* Exercise material *
***

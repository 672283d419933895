// ABOUTME: Domain record reader abstraction for the six health-tracking domains
// ABOUTME: Async trait returning date-windowed, most-recent-first record collections
//
// SPDX-License-Identifier: MIT OR Apache-2.0
// Copyright (c) 2026 FemTracker

//! Domain Record Readers
//!
//! The engine consumes records through [`RecordProvider`] so the scoring
//! logic stays independent of where records live (remote table store in
//! production, memory in tests). Implementations must return collections
//! ordered most-recent-first and restricted to `[since, until]` inclusive.
//!
//! Reads are side-effect-free and independent of one another, so the
//! engine issues all eight concurrently. A read failure is fatal to the
//! operation that requested it: the engine never substitutes an empty
//! collection for a failed domain.

use crate::errors::AppResult;
use crate::models::{
    CycleRecord, ExerciseSession, FertilityObservation, LifestyleEntry, MealEntry, MoodEntry,
    SymptomEntry, WaterIntakeEntry,
};
use async_trait::async_trait;
use chrono::NaiveDate;
use uuid::Uuid;

/// In-memory record backend for tests and embedded use
pub mod memory;

pub use memory::InMemoryRecordProvider;

/// Read access to a user's domain records
#[async_trait]
pub trait RecordProvider: Send + Sync {
    /// Exercise sessions with `since <= date <= until`, newest first
    async fn exercise_sessions(
        &self,
        user_id: Uuid,
        since: NaiveDate,
        until: NaiveDate,
    ) -> AppResult<Vec<ExerciseSession>>;

    /// Meals with `since <= date <= until`, newest first
    async fn meals(
        &self,
        user_id: Uuid,
        since: NaiveDate,
        until: NaiveDate,
    ) -> AppResult<Vec<MealEntry>>;

    /// Water intake records with `since <= date <= until`, newest first
    async fn water_intake(
        &self,
        user_id: Uuid,
        since: NaiveDate,
        until: NaiveDate,
    ) -> AppResult<Vec<WaterIntakeEntry>>;

    /// Symptom entries with `since <= date <= until`, newest first
    async fn symptoms(
        &self,
        user_id: Uuid,
        since: NaiveDate,
        until: NaiveDate,
    ) -> AppResult<Vec<SymptomEntry>>;

    /// Mood entries with `since <= date <= until`, newest first
    async fn moods(
        &self,
        user_id: Uuid,
        since: NaiveDate,
        until: NaiveDate,
    ) -> AppResult<Vec<MoodEntry>>;

    /// Lifestyle entries with `since <= date <= until`, newest first
    async fn lifestyle_entries(
        &self,
        user_id: Uuid,
        since: NaiveDate,
        until: NaiveDate,
    ) -> AppResult<Vec<LifestyleEntry>>;

    /// Fertility observations with `since <= date <= until`, newest first
    async fn fertility_observations(
        &self,
        user_id: Uuid,
        since: NaiveDate,
        until: NaiveDate,
    ) -> AppResult<Vec<FertilityObservation>>;

    /// Cycle records with `since <= start_date <= until`, newest first
    async fn cycles(
        &self,
        user_id: Uuid,
        since: NaiveDate,
        until: NaiveDate,
    ) -> AppResult<Vec<CycleRecord>>;
}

***

* Exercise description *
Return all the lines shown above, precisely as they stand.

* Solution *
repository 672283d419933895
// ABOUTME: Domain record reader abstraction for the six health-tracking domains
// ABOUTME: Async trait returning date-windowed, most-recent-first record collections
//
// SPDX-License-Identifier: MIT OR Apache-2.0
// Copyright (c) 2026 FemTracker

//! Domain Record Readers
//!
//! The engine consumes records through [`RecordProvider`] so the scoring
//! logic stays independent of where records live (remote table store in
//! production, memory in tests). Implementations must return collections
//! ordered most-recent-first and restricted to `[since, until]` inclusive.
//!
//! Reads are side-effect-free and independent of one another, so the
//! engine issues all eight concurrently. A read failure is fatal to the
//! operation that requested it: the engine never substitutes an empty
//! collection for a failed domain.

use crate::errors::AppResult;
use crate::models::{
    CycleRecord, ExerciseSession, FertilityObservation, LifestyleEntry, MealEntry, MoodEntry,
    SymptomEntry, WaterIntakeEntry,
};
use async_trait::async_trait;
use chrono::NaiveDate;
use uuid::Uuid;

/// In-memory record backend for tests and embedded use
pub mod memory;

pub use memory::InMemoryRecordProvider;

/// Read access to a user's domain records
#[async_trait]
pub trait RecordProvider: Send + Sync {
    /// Exercise sessions with `since <= date <= until`, newest first
    async fn exercise_sessions(
        &self,
        user_id: Uuid,
        since: NaiveDate,
        until: NaiveDate,
    ) -> AppResult<Vec<ExerciseSession>>;

    /// Meals with `since <= date <= until`, newest first
    async fn meals(
        &self,
        user_id: Uuid,
        since: NaiveDate,
        until: NaiveDate,
    ) -> AppResult<Vec<MealEntry>>;

    /// Water intake records with `since <= date <= until`, newest first
    async fn water_intake(
        &self,
        user_id: Uuid,
        since: NaiveDate,
        until: NaiveDate,
    ) -> AppResult<Vec<WaterIntakeEntry>>;

    /// Symptom entries with `since <= date <= until`, newest first
    async fn symptoms(
        &self,
        user_id: Uuid,
        since: NaiveDate,
        until: NaiveDate,
    ) -> AppResult<Vec<SymptomEntry>>;

    /// Mood entries with `since <= date <= until`, newest first
    async fn moods(
        &self,
        user_id: Uuid,
        since: NaiveDate,
        until: NaiveDate,
    ) -> AppResult<Vec<MoodEntry>>;

    /// Lifestyle entries with `since <= date <= until`, newest first
    async fn lifestyle_entries(
        &self,
        user_id: Uuid,
        since: NaiveDate,
        until: NaiveDate,
    ) -> AppResult<Vec<LifestyleEntry>>;

    /// Fertility observations with `since <= date <= until`, newest first
    async fn fertility_observations(
        &self,
        user_id: Uuid,
        since: NaiveDate,
        until: NaiveDate,
    ) -> AppResult<Vec<FertilityObservation>>;

    /// Cycle records with `since <= start_date <= until`, newest first
    async fn cycles(
        &self,
        user_id: Uuid,
        since: NaiveDate,
        until: NaiveDate,
    ) -> AppResult<Vec<CycleRecord>>;
}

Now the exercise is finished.